#### WHAT YOU WILL DO:
Each line in the entries that has the word "filename" has to be copied.

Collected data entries
★ ★ ★

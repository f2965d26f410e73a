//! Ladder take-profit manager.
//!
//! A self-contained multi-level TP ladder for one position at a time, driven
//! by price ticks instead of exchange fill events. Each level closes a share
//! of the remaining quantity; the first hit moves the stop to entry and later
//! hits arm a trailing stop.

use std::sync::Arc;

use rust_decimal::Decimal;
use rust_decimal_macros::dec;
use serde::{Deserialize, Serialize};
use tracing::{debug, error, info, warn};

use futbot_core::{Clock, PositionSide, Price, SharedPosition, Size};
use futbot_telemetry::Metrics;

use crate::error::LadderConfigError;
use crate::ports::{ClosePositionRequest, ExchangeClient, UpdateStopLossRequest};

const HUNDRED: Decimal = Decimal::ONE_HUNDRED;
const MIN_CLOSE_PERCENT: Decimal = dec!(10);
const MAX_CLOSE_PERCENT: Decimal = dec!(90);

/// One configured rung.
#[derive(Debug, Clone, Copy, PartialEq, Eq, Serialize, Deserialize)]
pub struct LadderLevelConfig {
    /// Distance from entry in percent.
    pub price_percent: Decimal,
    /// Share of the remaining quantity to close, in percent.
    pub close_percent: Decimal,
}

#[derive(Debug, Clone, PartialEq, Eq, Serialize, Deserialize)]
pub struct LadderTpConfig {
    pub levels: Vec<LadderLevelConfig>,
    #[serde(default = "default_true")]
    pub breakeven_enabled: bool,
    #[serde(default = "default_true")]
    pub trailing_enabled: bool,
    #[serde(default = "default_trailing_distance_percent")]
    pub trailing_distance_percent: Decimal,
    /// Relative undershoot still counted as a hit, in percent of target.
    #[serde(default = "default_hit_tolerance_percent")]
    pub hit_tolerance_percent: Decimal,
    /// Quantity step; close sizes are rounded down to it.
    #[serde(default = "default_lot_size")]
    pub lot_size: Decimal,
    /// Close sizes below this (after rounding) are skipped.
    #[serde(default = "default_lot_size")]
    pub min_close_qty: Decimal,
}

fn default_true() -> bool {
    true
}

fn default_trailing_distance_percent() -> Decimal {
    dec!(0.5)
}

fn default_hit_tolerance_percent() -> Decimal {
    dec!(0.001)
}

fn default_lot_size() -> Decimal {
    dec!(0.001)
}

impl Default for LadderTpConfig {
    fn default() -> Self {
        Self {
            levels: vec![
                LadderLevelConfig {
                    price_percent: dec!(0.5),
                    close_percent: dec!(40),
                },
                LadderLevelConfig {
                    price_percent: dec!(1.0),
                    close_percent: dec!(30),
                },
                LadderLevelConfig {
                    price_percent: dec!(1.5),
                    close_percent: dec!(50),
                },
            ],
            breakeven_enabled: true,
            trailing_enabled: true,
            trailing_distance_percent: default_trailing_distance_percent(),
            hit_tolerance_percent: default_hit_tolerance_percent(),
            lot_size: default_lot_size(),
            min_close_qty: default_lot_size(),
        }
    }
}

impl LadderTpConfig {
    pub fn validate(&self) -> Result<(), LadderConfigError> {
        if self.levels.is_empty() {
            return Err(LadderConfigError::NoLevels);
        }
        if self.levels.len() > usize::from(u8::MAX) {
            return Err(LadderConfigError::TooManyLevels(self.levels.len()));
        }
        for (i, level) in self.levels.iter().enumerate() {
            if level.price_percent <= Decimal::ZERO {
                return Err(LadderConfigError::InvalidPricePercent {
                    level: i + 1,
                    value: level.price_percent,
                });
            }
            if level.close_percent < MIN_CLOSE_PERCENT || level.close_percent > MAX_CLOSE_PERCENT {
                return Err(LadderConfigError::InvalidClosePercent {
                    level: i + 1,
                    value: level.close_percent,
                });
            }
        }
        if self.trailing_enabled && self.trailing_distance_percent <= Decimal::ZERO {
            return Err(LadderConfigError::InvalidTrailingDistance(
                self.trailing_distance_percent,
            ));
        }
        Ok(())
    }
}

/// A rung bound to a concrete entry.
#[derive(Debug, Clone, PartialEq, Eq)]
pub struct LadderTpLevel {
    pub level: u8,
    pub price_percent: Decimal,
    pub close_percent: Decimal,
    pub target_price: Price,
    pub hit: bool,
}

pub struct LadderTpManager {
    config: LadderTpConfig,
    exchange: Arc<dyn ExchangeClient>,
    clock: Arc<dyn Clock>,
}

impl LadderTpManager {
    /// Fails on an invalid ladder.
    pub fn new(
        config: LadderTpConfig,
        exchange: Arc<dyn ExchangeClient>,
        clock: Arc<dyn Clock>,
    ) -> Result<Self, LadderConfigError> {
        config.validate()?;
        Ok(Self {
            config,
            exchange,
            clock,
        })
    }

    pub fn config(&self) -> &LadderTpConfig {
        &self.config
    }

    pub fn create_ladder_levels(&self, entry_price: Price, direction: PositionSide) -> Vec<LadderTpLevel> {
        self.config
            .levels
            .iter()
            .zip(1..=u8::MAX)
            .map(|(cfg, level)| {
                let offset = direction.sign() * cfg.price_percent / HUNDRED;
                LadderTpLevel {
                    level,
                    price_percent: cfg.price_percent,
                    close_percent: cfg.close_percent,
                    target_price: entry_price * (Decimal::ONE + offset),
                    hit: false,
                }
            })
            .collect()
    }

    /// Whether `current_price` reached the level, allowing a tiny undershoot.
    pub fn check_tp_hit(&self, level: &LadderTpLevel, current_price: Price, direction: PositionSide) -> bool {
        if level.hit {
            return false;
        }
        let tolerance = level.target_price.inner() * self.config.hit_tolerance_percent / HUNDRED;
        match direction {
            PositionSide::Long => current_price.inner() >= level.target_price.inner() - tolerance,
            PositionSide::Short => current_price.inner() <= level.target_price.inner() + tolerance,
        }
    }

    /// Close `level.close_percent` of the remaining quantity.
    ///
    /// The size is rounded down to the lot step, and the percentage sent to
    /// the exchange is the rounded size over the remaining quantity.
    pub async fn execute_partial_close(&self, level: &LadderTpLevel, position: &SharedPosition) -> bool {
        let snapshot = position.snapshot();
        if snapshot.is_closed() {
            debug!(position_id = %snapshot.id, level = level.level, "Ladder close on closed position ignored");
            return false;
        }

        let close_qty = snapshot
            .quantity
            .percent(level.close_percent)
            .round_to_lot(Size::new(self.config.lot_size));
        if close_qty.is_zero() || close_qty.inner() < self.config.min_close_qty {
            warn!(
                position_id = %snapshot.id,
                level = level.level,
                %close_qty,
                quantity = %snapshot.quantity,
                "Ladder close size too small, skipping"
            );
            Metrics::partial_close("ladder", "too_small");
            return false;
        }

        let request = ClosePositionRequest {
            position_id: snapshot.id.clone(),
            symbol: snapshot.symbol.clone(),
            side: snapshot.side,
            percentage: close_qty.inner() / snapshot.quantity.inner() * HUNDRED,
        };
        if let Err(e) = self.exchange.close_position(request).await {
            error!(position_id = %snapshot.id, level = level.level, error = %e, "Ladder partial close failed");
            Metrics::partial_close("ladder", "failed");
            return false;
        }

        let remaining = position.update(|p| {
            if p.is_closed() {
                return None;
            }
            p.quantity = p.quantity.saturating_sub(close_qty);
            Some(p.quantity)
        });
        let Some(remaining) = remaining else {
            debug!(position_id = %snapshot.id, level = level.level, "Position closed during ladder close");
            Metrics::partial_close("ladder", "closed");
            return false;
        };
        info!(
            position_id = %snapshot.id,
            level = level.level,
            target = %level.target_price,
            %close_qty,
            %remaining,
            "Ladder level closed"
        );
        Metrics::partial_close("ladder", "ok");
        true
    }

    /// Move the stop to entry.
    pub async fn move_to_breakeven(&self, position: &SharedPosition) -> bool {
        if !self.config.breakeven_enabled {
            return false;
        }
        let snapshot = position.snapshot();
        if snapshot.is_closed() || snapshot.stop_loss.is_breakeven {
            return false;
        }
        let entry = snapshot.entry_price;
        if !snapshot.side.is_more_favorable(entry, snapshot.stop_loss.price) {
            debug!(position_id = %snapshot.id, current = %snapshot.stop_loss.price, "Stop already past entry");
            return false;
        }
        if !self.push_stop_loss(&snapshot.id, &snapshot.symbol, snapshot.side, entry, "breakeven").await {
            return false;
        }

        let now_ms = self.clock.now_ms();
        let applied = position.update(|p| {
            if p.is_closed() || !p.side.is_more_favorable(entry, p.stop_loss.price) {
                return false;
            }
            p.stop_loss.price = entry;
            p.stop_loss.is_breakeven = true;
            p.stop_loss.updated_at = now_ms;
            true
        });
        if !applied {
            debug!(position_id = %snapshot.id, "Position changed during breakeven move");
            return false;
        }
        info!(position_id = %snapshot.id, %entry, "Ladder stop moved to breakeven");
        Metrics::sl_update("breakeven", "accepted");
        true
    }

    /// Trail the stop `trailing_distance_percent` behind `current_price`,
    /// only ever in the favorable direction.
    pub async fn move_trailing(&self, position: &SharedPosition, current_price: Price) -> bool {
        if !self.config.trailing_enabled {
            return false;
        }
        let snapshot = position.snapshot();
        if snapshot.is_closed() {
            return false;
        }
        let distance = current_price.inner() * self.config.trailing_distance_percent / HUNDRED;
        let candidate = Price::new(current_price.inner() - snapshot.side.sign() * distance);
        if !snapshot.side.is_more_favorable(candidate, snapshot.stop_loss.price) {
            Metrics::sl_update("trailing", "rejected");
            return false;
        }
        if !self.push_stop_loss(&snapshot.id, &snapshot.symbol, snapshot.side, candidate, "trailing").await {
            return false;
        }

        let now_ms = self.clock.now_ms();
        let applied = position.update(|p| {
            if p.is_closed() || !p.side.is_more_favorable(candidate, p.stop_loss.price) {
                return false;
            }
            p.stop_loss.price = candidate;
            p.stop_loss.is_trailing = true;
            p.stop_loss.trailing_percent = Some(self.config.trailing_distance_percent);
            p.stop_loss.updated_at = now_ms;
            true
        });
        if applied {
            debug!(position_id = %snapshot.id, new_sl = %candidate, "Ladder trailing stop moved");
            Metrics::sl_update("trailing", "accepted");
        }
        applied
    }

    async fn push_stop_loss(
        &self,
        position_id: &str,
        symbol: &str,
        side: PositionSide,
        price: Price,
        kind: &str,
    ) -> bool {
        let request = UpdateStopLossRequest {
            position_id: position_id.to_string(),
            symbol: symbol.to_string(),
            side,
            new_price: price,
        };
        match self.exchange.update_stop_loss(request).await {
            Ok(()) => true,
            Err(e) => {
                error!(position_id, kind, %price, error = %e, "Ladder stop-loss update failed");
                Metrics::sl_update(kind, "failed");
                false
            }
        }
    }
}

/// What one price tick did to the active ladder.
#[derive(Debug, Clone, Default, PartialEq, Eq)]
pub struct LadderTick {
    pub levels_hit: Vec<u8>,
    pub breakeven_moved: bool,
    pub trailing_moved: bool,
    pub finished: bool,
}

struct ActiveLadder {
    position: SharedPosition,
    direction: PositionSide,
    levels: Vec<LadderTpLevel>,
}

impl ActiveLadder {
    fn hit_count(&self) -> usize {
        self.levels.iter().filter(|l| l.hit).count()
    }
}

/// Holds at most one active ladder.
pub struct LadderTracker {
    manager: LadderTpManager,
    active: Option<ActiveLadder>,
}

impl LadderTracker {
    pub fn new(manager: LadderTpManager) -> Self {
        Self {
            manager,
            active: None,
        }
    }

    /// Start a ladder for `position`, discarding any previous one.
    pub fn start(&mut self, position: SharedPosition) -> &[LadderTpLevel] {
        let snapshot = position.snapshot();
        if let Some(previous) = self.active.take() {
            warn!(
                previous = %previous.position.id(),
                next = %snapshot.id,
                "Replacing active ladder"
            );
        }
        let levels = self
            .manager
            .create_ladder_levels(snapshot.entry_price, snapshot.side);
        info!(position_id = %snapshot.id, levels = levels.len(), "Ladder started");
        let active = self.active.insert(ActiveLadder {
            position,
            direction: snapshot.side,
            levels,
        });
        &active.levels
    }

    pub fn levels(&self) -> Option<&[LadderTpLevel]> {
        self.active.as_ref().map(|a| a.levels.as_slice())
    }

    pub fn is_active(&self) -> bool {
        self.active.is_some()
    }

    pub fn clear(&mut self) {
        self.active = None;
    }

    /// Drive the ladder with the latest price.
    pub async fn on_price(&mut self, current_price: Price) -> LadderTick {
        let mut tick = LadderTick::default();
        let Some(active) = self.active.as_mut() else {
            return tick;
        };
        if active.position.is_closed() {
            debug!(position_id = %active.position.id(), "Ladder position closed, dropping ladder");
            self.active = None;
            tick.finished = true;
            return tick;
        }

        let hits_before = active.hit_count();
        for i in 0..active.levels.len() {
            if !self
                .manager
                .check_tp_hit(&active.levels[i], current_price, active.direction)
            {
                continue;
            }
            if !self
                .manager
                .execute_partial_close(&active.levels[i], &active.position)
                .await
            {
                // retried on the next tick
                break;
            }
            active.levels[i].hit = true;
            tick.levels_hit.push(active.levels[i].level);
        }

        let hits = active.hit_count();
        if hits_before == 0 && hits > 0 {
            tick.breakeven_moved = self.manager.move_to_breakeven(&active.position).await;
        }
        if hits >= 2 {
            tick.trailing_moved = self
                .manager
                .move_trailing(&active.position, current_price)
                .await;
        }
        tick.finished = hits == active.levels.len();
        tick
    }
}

★ ★ ★

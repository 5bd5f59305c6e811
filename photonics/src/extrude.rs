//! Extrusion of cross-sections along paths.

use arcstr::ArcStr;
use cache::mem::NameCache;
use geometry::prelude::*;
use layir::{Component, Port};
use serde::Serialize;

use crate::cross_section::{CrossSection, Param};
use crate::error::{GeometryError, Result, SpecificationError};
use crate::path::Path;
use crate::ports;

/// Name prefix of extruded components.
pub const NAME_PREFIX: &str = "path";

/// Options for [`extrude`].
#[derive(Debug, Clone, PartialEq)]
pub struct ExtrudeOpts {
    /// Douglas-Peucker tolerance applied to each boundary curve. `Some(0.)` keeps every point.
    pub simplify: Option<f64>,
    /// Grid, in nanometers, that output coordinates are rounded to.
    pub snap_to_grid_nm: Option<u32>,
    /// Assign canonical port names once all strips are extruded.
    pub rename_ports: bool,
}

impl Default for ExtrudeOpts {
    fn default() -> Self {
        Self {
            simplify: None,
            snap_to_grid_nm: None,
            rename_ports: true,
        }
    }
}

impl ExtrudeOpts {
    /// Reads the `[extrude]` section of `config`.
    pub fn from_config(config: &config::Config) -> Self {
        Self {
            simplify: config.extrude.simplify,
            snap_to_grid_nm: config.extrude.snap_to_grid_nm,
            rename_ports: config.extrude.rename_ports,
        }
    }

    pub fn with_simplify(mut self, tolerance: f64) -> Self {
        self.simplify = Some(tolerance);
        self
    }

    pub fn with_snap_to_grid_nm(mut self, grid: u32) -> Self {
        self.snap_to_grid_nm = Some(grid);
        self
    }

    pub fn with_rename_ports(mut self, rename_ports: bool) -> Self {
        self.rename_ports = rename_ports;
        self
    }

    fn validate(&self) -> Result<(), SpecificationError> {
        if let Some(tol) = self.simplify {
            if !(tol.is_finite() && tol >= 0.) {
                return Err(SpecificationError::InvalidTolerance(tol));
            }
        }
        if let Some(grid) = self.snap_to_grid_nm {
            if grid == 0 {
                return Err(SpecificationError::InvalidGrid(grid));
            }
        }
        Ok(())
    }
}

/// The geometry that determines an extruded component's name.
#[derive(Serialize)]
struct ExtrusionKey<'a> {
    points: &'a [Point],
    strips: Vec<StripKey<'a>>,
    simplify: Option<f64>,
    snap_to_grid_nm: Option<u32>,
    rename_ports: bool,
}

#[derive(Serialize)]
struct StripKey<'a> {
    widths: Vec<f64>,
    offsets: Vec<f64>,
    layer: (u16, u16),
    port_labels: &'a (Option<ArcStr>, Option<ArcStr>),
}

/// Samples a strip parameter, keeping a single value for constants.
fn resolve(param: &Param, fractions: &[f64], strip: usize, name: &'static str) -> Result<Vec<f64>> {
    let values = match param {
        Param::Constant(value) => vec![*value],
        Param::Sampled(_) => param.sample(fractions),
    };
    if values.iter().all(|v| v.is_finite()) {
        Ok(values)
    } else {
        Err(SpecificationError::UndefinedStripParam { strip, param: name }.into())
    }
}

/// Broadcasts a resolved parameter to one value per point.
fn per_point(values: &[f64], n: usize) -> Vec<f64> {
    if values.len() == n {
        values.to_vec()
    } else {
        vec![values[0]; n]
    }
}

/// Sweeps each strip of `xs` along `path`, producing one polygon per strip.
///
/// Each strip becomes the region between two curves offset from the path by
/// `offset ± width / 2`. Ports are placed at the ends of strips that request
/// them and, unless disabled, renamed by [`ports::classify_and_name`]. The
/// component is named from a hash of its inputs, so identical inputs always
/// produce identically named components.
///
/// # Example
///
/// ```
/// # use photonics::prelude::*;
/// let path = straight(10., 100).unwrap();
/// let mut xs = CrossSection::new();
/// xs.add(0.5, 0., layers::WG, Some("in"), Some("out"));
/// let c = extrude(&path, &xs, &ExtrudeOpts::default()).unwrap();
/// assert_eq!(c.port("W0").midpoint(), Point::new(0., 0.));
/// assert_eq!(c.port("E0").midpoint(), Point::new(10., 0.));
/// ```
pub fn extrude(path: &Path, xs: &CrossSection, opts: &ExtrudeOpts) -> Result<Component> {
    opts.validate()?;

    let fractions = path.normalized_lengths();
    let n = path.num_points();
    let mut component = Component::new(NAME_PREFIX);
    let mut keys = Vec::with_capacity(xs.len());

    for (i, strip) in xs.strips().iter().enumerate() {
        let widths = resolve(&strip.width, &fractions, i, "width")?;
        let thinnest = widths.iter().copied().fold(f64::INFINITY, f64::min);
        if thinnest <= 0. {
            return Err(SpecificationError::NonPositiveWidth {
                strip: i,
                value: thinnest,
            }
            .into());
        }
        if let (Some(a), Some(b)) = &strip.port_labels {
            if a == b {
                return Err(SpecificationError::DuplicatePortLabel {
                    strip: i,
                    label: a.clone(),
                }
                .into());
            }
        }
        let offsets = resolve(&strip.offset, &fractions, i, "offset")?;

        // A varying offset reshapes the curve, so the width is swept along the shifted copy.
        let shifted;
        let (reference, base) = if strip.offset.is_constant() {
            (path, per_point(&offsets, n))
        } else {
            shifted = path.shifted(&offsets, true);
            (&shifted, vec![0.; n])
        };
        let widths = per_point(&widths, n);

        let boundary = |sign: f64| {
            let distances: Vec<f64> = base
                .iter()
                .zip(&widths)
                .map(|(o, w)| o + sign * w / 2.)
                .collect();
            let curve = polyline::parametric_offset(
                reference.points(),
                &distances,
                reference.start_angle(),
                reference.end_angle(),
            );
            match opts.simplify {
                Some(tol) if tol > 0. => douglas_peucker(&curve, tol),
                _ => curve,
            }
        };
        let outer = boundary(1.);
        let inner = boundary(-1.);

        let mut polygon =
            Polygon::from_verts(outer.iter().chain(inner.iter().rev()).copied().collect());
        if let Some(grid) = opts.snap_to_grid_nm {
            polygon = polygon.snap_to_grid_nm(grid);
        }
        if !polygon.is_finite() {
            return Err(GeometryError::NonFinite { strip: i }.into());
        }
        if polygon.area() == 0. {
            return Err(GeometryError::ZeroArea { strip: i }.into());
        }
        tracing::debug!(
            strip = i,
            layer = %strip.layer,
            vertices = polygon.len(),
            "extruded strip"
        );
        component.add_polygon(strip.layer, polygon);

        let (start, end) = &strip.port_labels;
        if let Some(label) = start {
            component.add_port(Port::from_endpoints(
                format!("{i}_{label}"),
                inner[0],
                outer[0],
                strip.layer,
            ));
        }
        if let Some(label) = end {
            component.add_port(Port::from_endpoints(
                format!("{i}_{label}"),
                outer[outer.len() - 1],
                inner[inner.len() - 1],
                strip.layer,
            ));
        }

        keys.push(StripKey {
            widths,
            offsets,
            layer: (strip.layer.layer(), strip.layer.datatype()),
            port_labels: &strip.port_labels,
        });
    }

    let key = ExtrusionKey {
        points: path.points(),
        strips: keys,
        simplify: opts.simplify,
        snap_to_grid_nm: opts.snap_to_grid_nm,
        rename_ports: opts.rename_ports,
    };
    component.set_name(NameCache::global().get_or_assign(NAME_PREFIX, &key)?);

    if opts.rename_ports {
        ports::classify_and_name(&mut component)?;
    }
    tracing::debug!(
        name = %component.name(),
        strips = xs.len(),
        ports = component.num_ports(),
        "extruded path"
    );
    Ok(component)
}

★ ★ ★

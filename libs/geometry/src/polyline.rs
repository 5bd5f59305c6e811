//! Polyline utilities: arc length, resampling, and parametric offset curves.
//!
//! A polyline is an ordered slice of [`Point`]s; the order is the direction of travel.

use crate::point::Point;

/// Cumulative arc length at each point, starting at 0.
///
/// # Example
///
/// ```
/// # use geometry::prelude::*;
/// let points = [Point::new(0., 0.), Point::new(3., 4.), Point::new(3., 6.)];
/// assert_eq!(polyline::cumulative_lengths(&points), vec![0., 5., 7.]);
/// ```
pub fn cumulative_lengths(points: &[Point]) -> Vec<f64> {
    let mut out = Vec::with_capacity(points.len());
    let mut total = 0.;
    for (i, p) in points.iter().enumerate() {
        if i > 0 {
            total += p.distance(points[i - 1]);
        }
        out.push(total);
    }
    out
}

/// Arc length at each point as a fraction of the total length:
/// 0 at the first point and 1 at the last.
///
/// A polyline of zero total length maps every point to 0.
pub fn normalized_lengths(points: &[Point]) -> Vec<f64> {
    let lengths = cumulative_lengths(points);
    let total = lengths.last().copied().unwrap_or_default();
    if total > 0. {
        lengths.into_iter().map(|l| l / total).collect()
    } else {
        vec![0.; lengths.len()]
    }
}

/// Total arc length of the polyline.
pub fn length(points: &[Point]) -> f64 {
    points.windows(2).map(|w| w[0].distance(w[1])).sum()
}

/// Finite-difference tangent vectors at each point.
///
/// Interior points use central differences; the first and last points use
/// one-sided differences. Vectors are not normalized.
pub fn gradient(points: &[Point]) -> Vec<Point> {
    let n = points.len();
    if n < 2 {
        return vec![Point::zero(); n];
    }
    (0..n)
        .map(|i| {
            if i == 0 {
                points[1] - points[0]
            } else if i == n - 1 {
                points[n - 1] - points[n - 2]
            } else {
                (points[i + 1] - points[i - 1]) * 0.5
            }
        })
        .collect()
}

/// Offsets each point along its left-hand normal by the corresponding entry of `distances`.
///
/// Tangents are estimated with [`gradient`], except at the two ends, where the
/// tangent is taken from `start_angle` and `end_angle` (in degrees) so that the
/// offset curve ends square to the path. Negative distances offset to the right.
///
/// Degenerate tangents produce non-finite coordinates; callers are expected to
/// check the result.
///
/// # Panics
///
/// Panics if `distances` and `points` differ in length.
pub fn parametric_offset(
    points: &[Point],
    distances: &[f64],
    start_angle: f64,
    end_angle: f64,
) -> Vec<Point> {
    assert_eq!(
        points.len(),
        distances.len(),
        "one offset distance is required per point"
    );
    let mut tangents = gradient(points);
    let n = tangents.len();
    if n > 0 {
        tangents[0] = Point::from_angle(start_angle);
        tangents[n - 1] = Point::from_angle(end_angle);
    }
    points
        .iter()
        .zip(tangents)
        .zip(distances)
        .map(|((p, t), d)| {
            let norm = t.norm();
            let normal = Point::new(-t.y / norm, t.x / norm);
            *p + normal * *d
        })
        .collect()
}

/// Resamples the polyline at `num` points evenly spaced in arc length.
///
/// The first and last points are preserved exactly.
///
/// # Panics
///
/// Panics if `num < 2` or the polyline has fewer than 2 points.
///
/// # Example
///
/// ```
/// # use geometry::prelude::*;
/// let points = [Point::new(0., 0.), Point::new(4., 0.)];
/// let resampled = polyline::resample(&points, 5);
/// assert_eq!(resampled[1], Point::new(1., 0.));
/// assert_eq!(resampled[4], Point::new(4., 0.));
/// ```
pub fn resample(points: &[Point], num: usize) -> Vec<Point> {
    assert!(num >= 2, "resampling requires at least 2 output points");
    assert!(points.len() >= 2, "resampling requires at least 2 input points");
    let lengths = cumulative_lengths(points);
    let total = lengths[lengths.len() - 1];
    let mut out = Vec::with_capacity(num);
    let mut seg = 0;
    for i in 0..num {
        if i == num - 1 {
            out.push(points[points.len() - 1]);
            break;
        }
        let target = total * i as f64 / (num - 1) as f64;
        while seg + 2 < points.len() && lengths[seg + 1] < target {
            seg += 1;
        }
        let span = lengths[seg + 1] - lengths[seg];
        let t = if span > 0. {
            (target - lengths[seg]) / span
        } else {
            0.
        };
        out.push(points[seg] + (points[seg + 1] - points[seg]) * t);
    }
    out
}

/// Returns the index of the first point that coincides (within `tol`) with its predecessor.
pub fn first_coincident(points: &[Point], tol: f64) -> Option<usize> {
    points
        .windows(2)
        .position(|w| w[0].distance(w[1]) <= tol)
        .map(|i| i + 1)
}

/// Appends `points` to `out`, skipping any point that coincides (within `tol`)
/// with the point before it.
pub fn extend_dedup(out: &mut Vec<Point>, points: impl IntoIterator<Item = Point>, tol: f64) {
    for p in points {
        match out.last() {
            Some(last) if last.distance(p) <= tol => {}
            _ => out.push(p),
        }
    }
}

★ ★ ★

#### YOUR SOLUTION:
filename photonics/src/extrude.rs
filename libs/geometry/src/polyline.rs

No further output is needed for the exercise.